> _Directions_
Starting at the top of the entries below, set down each line exactly as written, and stop after the line containing "to identify itself.".

> _Stored data_
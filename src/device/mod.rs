//! Device abstraction layer for line-oriented serial instruments.
//!
//! This module provides a trait-based abstraction over the real serial
//! instrument and a scripted mock, enabling the bridge to be tested
//! without hardware.

mod info;
mod line;
pub mod mock;
mod real;

pub use info::{ConnectionOptions, PortInfo};
pub use line::{decode_response, read_line, write_line, Session};
pub use real::{list_ports, SerialInstrument};

use crate::error::Result;

/// Command asking the instrument to identify itself.
pub const IDENTITY_QUERY: &str = "*IDN?";

/// Command asking the instrument for one potentiometer sample.
pub const MEASURE_QUERY: &str = "MEAS:POT?";

/// Core instrument operations.
///
/// # Implementation Notes
///
/// - `query` must fail with `PotError::NotConnected` before `connect`
///   succeeds, without touching the channel
/// - A response that times out or is blank is `Ok(None)`, which is
///   distinct from a communication error
/// - `disconnect` is idempotent
pub trait Instrument {
    /// Port identifier the instrument is attached to.
    fn port_name(&self) -> &str;

    /// Check whether the session is open.
    fn is_connected(&self) -> bool;

    /// Open the session.
    ///
    /// # Errors
    ///
    /// Returns `DeviceOpenFailed` if the channel cannot be opened.
    fn connect(&mut self) -> Result<()>;

    /// Send one command line and read one response line.
    ///
    /// # Errors
    ///
    /// Returns `NotConnected` if the session is closed, or
    /// `DeviceCommunication` carrying the command if the channel fails.
    fn query(&mut self, command: &str) -> Result<Option<String>>;

    /// Close the session if it is open.
    fn disconnect(&mut self);
}
//! Real serial instrument implementation.
//!
//! This module wraps the `serialport` crate to provide the concrete
//! instrument used by `potlog bridge`.

use serialport::{SerialPort, SerialPortType};
use tracing::{debug, info, instrument, warn};

use super::info::{ConnectionOptions, PortInfo};
use super::line::Session;
use super::Instrument;
use crate::error::{PotError, Result};

/// Serial-attached instrument.
pub struct SerialInstrument {
    options: ConnectionOptions,
    session: Session<Box<dyn SerialPort>>,
}

impl SerialInstrument {
    /// Create a closed instrument handle; nothing is opened until `connect`.
    pub fn new(options: ConnectionOptions) -> Self {
        Self {
            options,
            session: Session::Closed,
        }
    }
}

impl Instrument for SerialInstrument {
    fn port_name(&self) -> &str {
        &self.options.port
    }

    fn is_connected(&self) -> bool {
        self.session.is_open()
    }

    #[instrument(skip(self), fields(port = %self.options.port, baud = self.options.baud_rate))]
    fn connect(&mut self) -> Result<()> {
        if self.session.is_open() {
            debug!("Already connected");
            return Ok(());
        }

        info!("Connecting to instrument");
        let port = serialport::new(&self.options.port, self.options.baud_rate)
            .timeout(self.options.timeout)
            .open()
            .map_err(|e| PotError::DeviceOpenFailed {
                port: self.options.port.clone(),
                reason: e.to_string(),
            })?;

        // Opening the port resets the Arduino
        std::thread::sleep(self.options.settle);
        self.session = Session::Open(port);
        info!("Connection established");
        Ok(())
    }

    fn query(&mut self, command: &str) -> Result<Option<String>> {
        debug!(command, "Querying instrument");
        self.session.exchange(command, self.options.timeout)
    }

    fn disconnect(&mut self) {
        if self.session.close() {
            info!(port = %self.options.port, "Disconnected from instrument");
        }
    }
}

impl Drop for SerialInstrument {
    fn drop(&mut self) {
        self.disconnect();
    }
}

/// List serial ports visible to the host.
pub fn list_ports() -> Result<Vec<PortInfo>> {
    let ports = serialport::available_ports().map_err(|e| {
        warn!(error = %e, "Serial port enumeration failed");
        PotError::Other(format!("Failed to enumerate serial ports: {e}"))
    })?;

    let mut result: Vec<PortInfo> = ports
        .into_iter()
        .map(|port| match port.port_type {
            SerialPortType::UsbPort(usb) => PortInfo {
                name: port.port_name,
                kind: "usb",
                vid: Some(usb.vid),
                pid: Some(usb.pid),
                manufacturer: usb.manufacturer,
                product: usb.product,
                serial_number: usb.serial_number,
            },
            other => PortInfo {
                name: port.port_name,
                kind: match other {
                    SerialPortType::BluetoothPort => "bluetooth",
                    SerialPortType::PciPort => "pci",
                    _ => "unknown",
                },
                vid: None,
                pid: None,
                manufacturer: None,
                product: None,
                serial_number: None,
            },
        })
        .collect();

    result.sort_by(|a, b| a.name.cmp(&b.name));
    debug!(count = result.len(), "Enumerated serial ports");
    Ok(result)
}
//! Connection parameters and port discovery records.

use std::time::Duration;

use serde::Serialize;

/// Where and how to open the instrument's serial port.
#[derive(Debug, Clone, PartialEq, Eq)]
pub struct ConnectionOptions {
    /// Port identifier, e.g. `/dev/ttyACM0` or `COM3`
    pub port: String,
    pub baud_rate: u32,
    /// Read timeout for one response line
    pub timeout: Duration,
    /// Delay after opening before the device is considered ready
    pub settle: Duration,
}

/// A serial port visible to the host.
#[derive(Debug, Clone, PartialEq, Eq, Serialize)]
pub struct PortInfo {
    /// Port name as accepted by `--port`
    pub name: String,
    /// Transport kind: usb, bluetooth, pci, unknown
    pub kind: &'static str,
    #[serde(skip_serializing_if = "Option::is_none")]
    pub vid: Option<u16>,
    #[serde(skip_serializing_if = "Option::is_none")]
    pub pid: Option<u16>,
    #[serde(skip_serializing_if = "Option::is_none")]
    pub manufacturer: Option<String>,
    #[serde(skip_serializing_if = "Option::is_none")]
    pub product: Option<String>,
    #[serde(skip_serializing_if = "Option::is_none")]
    pub serial_number: Option<String>,
}

impl PortInfo {
    /// One-line human description.
    pub fn describe(&self) -> String {
        let mut out = format!("{} ({})", self.name, self.kind);
        if let (Some(vid), Some(pid)) = (self.vid, self.pid) {
            out.push_str(&format!(" {vid:04x}:{pid:04x}"));
        }
        if let Some(product) = &self.product {
            out.push_str(&format!(" {product}"));
        }
        if let Some(serial) = &self.serial_number {
            out.push_str(&format!(" SN:{serial}"));
        }
        out
    }
}
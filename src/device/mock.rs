//! Mock instrument implementation for testing.
//!
//! Replies are scripted per command and every operation is recorded, so
//! tests can assert exactly what the bridge asked the device.
//!
//! # Example
//!
//! ```rust,ignore
//! use potlog::device::mock::{MockInstrument, MockReply, Operation};
//! use potlog::device::Instrument;
//!
//! let mut mock = MockInstrument::sensor_kit().with_reply("MEAS:POT?", MockReply::line("512"));
//! mock.connect().unwrap();
//! assert_eq!(mock.query("MEAS:POT?").unwrap().as_deref(), Some("512"));
//! mock.assert_contains(&Operation::Query { command: "MEAS:POT?".into() });
//! ```

use std::collections::{HashMap, VecDeque};

use tracing::{debug, trace};

use super::{Instrument, IDENTITY_QUERY};
use crate::config::DEFAULT_IDENTITY;
use crate::error::{PotError, Result};

/// Recorded operation for assertions.
#[derive(Debug, Clone, PartialEq, Eq)]
pub enum Operation {
    Connect,
    Query { command: String },
    Disconnect,
}

/// Scripted reply to one command.
#[derive(Debug, Clone, PartialEq, Eq)]
pub enum MockReply {
    /// A response line, returned trimmed like the real session does
    Line(String),
    /// No response before the read timeout
    Silent,
    /// Channel failure during the exchange
    Fail(String),
}

impl MockReply {
    pub fn line(text: impl Into<String>) -> Self {
        Self::Line(text.into())
    }
}

/// Mock instrument for testing without real hardware.
#[derive(Debug)]
pub struct MockInstrument {
    port: String,
    connected: bool,
    connect_failure: Option<String>,
    queued: HashMap<String, VecDeque<MockReply>>,
    replies: HashMap<String, MockReply>,
    operation_log: Vec<Operation>,
}

impl MockInstrument {
    /// Create a mock with no scripted replies; every command is silent.
    #[must_use]
    pub fn new(port: impl Into<String>) -> Self {
        Self {
            port: port.into(),
            connected: false,
            connect_failure: None,
            queued: HashMap::new(),
            replies: HashMap::new(),
            operation_log: Vec::new(),
        }
    }

    /// Mock that identifies as the stock sensor kit.
    #[must_use]
    pub fn sensor_kit() -> Self {
        Self::new("/dev/mock0").with_identity(DEFAULT_IDENTITY)
    }

    // === Configuration ===

    /// Answer `*IDN?` with `identity`.
    #[must_use]
    pub fn with_identity(self, identity: &str) -> Self {
        self.with_reply(IDENTITY_QUERY, MockReply::line(identity))
    }

    /// Answer `command` with `reply` whenever nothing is queued for it.
    #[must_use]
    pub fn with_reply(mut self, command: &str, reply: MockReply) -> Self {
        self.replies.insert(command.to_string(), reply);
        self
    }

    /// Queue replies for `command`, consumed in order before the standing reply.
    #[must_use]
    pub fn with_queued<I>(mut self, command: &str, replies: I) -> Self
    where
        I: IntoIterator<Item = MockReply>,
    {
        self.queued
            .entry(command.to_string())
            .or_default()
            .extend(replies);
        self
    }

    /// Make `connect` fail with `reason`.
    #[must_use]
    pub fn failing_connect(mut self, reason: &str) -> Self {
        self.connect_failure = Some(reason.to_string());
        self
    }

    // === Assertions ===

    /// Get all recorded operations.
    #[must_use]
    pub fn operations(&self) -> &[Operation] {
        &self.operation_log
    }

    /// Commands sent to the device, in order.
    #[must_use]
    pub fn queries(&self) -> Vec<&str> {
        self.operation_log
            .iter()
            .filter_map(|op| match op {
                Operation::Query { command } => Some(command.as_str()),
                _ => None,
            })
            .collect()
    }

    /// Number of times `command` was sent.
    #[must_use]
    pub fn query_count(&self, command: &str) -> usize {
        self.queries().iter().filter(|c| **c == command).count()
    }

    /// Assert a specific operation was performed at least once.
    ///
    /// # Panics
    ///
    /// Panics if the operation was not found.
    pub fn assert_contains(&self, expected: &Operation) {
        assert!(
            self.operation_log.contains(expected),
            "Expected operation {expected:?} not found in: {:#?}",
            self.operation_log
        );
    }

    /// Assert `command` was never sent.
    ///
    /// # Panics
    ///
    /// Panics if the command appears in the log.
    pub fn assert_never_queried(&self, command: &str) {
        assert_eq!(
            self.query_count(command),
            0,
            "Expected no '{command}' queries, log: {:#?}",
            self.operation_log
        );
    }

    // === Internal Helpers ===

    fn record_op(&mut self, op: Operation) {
        trace!(?op, "Recording operation");
        self.operation_log.push(op);
    }

    fn next_reply(&mut self, command: &str) -> MockReply {
        if let Some(reply) = self.queued.get_mut(command).and_then(VecDeque::pop_front) {
            return reply;
        }
        self.replies
            .get(command)
            .cloned()
            .unwrap_or(MockReply::Silent)
    }
}

impl Instrument for MockInstrument {
    fn port_name(&self) -> &str {
        &self.port
    }

    fn is_connected(&self) -> bool {
        self.connected
    }

    fn connect(&mut self) -> Result<()> {
        self.record_op(Operation::Connect);
        if let Some(reason) = &self.connect_failure {
            return Err(PotError::DeviceOpenFailed {
                port: self.port.clone(),
                reason: reason.clone(),
            });
        }
        debug!(port = %self.port, "Mock instrument connected");
        self.connected = true;
        Ok(())
    }

    fn query(&mut self, command: &str) -> Result<Option<String>> {
        if !self.connected {
            return Err(PotError::NotConnected);
        }
        self.record_op(Operation::Query {
            command: command.to_string(),
        });

        match self.next_reply(command) {
            MockReply::Line(text) => {
                let trimmed = text.trim();
                Ok((!trimmed.is_empty()).then(|| trimmed.to_string()))
            }
            MockReply::Silent => Ok(None),
            MockReply::Fail(reason) => Err(PotError::DeviceCommunication {
                command: command.to_string(),
                reason,
            }),
        }
    }

    fn disconnect(&mut self) {
        if self.connected {
            self.record_op(Operation::Disconnect);
            self.connected = false;
        }
    }
}
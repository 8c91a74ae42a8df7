//! Pot logger library - serial sensor bridge, reading store, and HTTP API.
//!
//! This library exposes the core functionality of the `potlog` CLI for use
//! in tests and potentially other applications.
//!
//! # Modules
//!
//! - `device`: Serial instrument abstraction (real and mock)
//! - `bridge`: Poll loop forwarding instrument readings to the API
//! - `store`: SQLite reading store and its initializer
//! - `api`: HTTP routes over the store
//! - `config`: Settings with file and flag overrides
//! - `error`: Error types with user-recoverable hints
#![forbid(unsafe_code)]

pub mod api;
pub mod bridge;
pub mod cli;
pub mod config;
pub mod device;
pub mod error;
pub mod logging;
pub mod store;
//! Newline-terminated command/response exchange over a byte channel.

use std::io::{self, Read, Write};
use std::time::{Duration, Instant};

use tracing::trace;

use crate::error::{PotError, Result};

/// A device session: either open over a channel, or closed.
///
/// Exchanges are only possible in the `Open` state; a closed session
/// answers every query with `PotError::NotConnected` without I/O.
#[derive(Debug)]
pub enum Session<C> {
    Open(C),
    Closed,
}

impl<C> Default for Session<C> {
    fn default() -> Self {
        Self::Closed
    }
}

impl<C: Read + Write> Session<C> {
    pub const fn is_open(&self) -> bool {
        matches!(self, Self::Open(_))
    }

    /// Write `command` as a line and read one response line.
    ///
    /// Returns `Ok(None)` if nothing (or only whitespace) arrived before
    /// `timeout`.
    pub fn exchange(&mut self, command: &str, timeout: Duration) -> Result<Option<String>> {
        let Self::Open(channel) = self else {
            return Err(PotError::NotConnected);
        };

        let comm_err = |e: io::Error| PotError::DeviceCommunication {
            command: command.to_string(),
            reason: e.to_string(),
        };

        write_line(channel, command).map_err(comm_err)?;
        let raw = read_line(channel, timeout).map_err(comm_err)?;
        trace!(command, bytes = raw.len(), "Read response line");
        decode_response(command, &raw)
    }

    /// Close the session. Returns true if it was open.
    pub fn close(&mut self) -> bool {
        matches!(std::mem::take(self), Self::Open(_))
    }
}

/// Write command bytes followed by `\n`, then flush.
pub fn write_line<W: Write>(writer: &mut W, command: &str) -> io::Result<()> {
    let mut line = Vec::with_capacity(command.len() + 1);
    line.extend_from_slice(command.as_bytes());
    line.push(b'\n');
    writer.write_all(&line)?;
    writer.flush()
}

/// Read bytes up to and including `\n`.
///
/// Stops early on EOF, on a read timeout from the channel, or once
/// `timeout` has elapsed overall, returning whatever arrived so far.
pub fn read_line<R: Read>(reader: &mut R, timeout: Duration) -> io::Result<Vec<u8>> {
    let deadline = Instant::now() + timeout;
    let mut line = Vec::new();
    let mut byte = [0u8; 1];

    loop {
        match reader.read(&mut byte) {
            Ok(0) => break,
            Ok(_) => {
                line.push(byte[0]);
                if byte[0] == b'\n' {
                    break;
                }
            }
            Err(e) if e.kind() == io::ErrorKind::TimedOut => break,
            Err(e) if e.kind() == io::ErrorKind::Interrupted => {}
            Err(e) => return Err(e),
        }
        if Instant::now() >= deadline {
            break;
        }
    }

    Ok(line)
}

/// Decode a raw response line as UTF-8 and strip whitespace and line
/// terminators. A blank response is `None`.
pub fn decode_response(command: &str, raw: &[u8]) -> Result<Option<String>> {
    let text = std::str::from_utf8(raw).map_err(|e| PotError::DeviceCommunication {
        command: command.to_string(),
        reason: format!("response is not valid UTF-8: {e}"),
    })?;
    let trimmed = text.trim();
    if trimmed.is_empty() {
        Ok(None)
    } else {
        Ok(Some(trimmed.to_string()))
    }
}
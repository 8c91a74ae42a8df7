//! Settings files: explicit paths, the default location, and validation.

use std::fs;
use std::time::Duration;

use potlog::config::{self, Settings, DEFAULT_IDENTITY};
use potlog::error::PotError;
use tempfile::TempDir;

use crate::common::env::with_config_home;

#[test]
fn explicit_toml_file_overrides_defaults() {
    let dir = TempDir::new().unwrap();
    let path = dir.path().join("potlog.toml");
    fs::write(
        &path,
        r#"
[device]
port = "/dev/ttyUSB0"
baud_rate = 115200

[bridge]
api_url = "http://raspberrypi.local:5000/"
interval_ms = 500
"#,
    )
    .unwrap();

    let settings = config::load_settings(Some(&path)).unwrap();

    assert_eq!(settings.device.port, "/dev/ttyUSB0");
    assert_eq!(settings.device.baud_rate, 115_200);
    assert_eq!(settings.device.identity, DEFAULT_IDENTITY);
    assert_eq!(settings.bridge.interval(), Duration::from_millis(500));
    assert_eq!(settings.bridge.api_timeout(), Duration::from_millis(500));
    assert_eq!(
        settings.readings_url(),
        "http://raspberrypi.local:5000/api/readings"
    );
}

#[test]
fn explicit_yaml_file_is_supported() {
    let dir = TempDir::new().unwrap();
    let path = dir.path().join("potlog.yml");
    fs::write(&path, "api:\n  bind: \"127.0.0.1:8080\"\nstore:\n  path: /var/lib/potlog/readings.db\n")
        .unwrap();

    let settings = config::load_settings(Some(&path)).unwrap();

    assert_eq!(settings.api.bind_addr().unwrap().port(), 8080);
    assert_eq!(
        settings.store.path,
        std::path::PathBuf::from("/var/lib/potlog/readings.db")
    );
}

#[test]
fn missing_explicit_file_is_an_error() {
    let dir = TempDir::new().unwrap();
    let err = config::load_settings(Some(&dir.path().join("nope.toml"))).unwrap_err();

    assert!(matches!(err, PotError::ConfigNotFound { .. }));
    assert!(err.suggestion().is_some());
}

#[test]
fn unknown_keys_are_rejected() {
    let dir = TempDir::new().unwrap();
    let path = dir.path().join("potlog.toml");
    fs::write(&path, "[device]\nprot = \"/dev/ttyACM1\"\n").unwrap();

    assert!(matches!(
        config::load_settings(Some(&path)),
        Err(PotError::ConfigParse(_))
    ));
}

#[test]
fn out_of_range_values_are_rejected() {
    let dir = TempDir::new().unwrap();
    let path = dir.path().join("potlog.toml");
    fs::write(&path, "[bridge]\ninterval_ms = 0\n").unwrap();

    match config::load_settings(Some(&path)) {
        Err(PotError::ConfigInvalid(message)) => assert!(message.contains("interval_ms")),
        other => panic!("expected ConfigInvalid, got {other:?}"),
    }
}

#[cfg(target_os = "linux")]
#[test]
fn default_location_is_optional() {
    let home = TempDir::new().unwrap();
    let _guard = with_config_home(&home.path().display().to_string());

    let settings = config::load_settings(None).unwrap();
    assert_eq!(settings, Settings::default());
}

#[cfg(target_os = "linux")]
#[test]
fn default_location_is_used_when_present() {
    let home = TempDir::new().unwrap();
    let _guard = with_config_home(&home.path().display().to_string());

    let path = config::default_config_path().unwrap();
    assert!(path.starts_with(home.path()));
    fs::create_dir_all(path.parent().unwrap()).unwrap();
    fs::write(&path, "[device]\nport = \"/dev/ttyACM7\"\n").unwrap();

    let settings = config::load_settings(None).unwrap();
    assert_eq!(settings.device.port, "/dev/ttyACM7");
}
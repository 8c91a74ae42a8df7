//! HTTP error responses for the reading store API.

use axum::http::StatusCode;
use axum::response::{IntoResponse, Response};
use axum::Json;
use tracing::{error, warn};

use crate::error::PotError;

/// Every failure the API reports, rendered as `{"error": "<message>"}`.
#[derive(Debug)]
pub enum ApiError {
    /// Body missing, not `application/json`, or malformed.
    NotJson,
    /// JSON body without an integer `value`.
    InvalidValue,
    /// The store holds no readings yet.
    NoData,
    /// Storage layer failure.
    Storage(PotError),
    /// The blocking storage task itself failed.
    Internal(String),
}

impl ApiError {
    pub const fn status(&self) -> StatusCode {
        match self {
            Self::NotJson | Self::InvalidValue => StatusCode::BAD_REQUEST,
            Self::NoData => StatusCode::NOT_FOUND,
            Self::Storage(_) | Self::Internal(_) => StatusCode::INTERNAL_SERVER_ERROR,
        }
    }

    pub fn message(&self) -> String {
        match self {
            Self::NotJson => "Request must be JSON".to_string(),
            Self::InvalidValue => "Missing or invalid 'value' key".to_string(),
            Self::NoData => "No data available".to_string(),
            Self::Storage(PotError::Store(e)) => format!("Database error: {e}"),
            Self::Storage(e) => format!("Database error: {e}"),
            Self::Internal(reason) => format!("Internal error: {reason}"),
        }
    }
}

impl From<PotError> for ApiError {
    fn from(err: PotError) -> Self {
        Self::Storage(err)
    }
}

impl IntoResponse for ApiError {
    fn into_response(self) -> Response {
        let status = self.status();
        let message = self.message();
        if status.is_server_error() {
            error!(%status, %message, "Request failed");
        } else {
            warn!(%status, %message, "Request rejected");
        }
        (status, Json(serde_json::json!({ "error": message }))).into_response()
    }
}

> _Solution_
filename src/device/mod.rs
//! Device abstraction layer for line-oriented serial instruments.
//!
//! This module provides a trait-based abstraction over the real serial
//! instrument and a scripted mock, enabling the bridge to be tested
//! without hardware.

mod info;
mod line;
pub mod mock;
mod real;

pub use info::{ConnectionOptions, PortInfo};
pub use line::{decode_response, read_line, write_line, Session};
pub use real::{list_ports, SerialInstrument};

use crate::error::Result;

/// Command asking the instrument to identify itself.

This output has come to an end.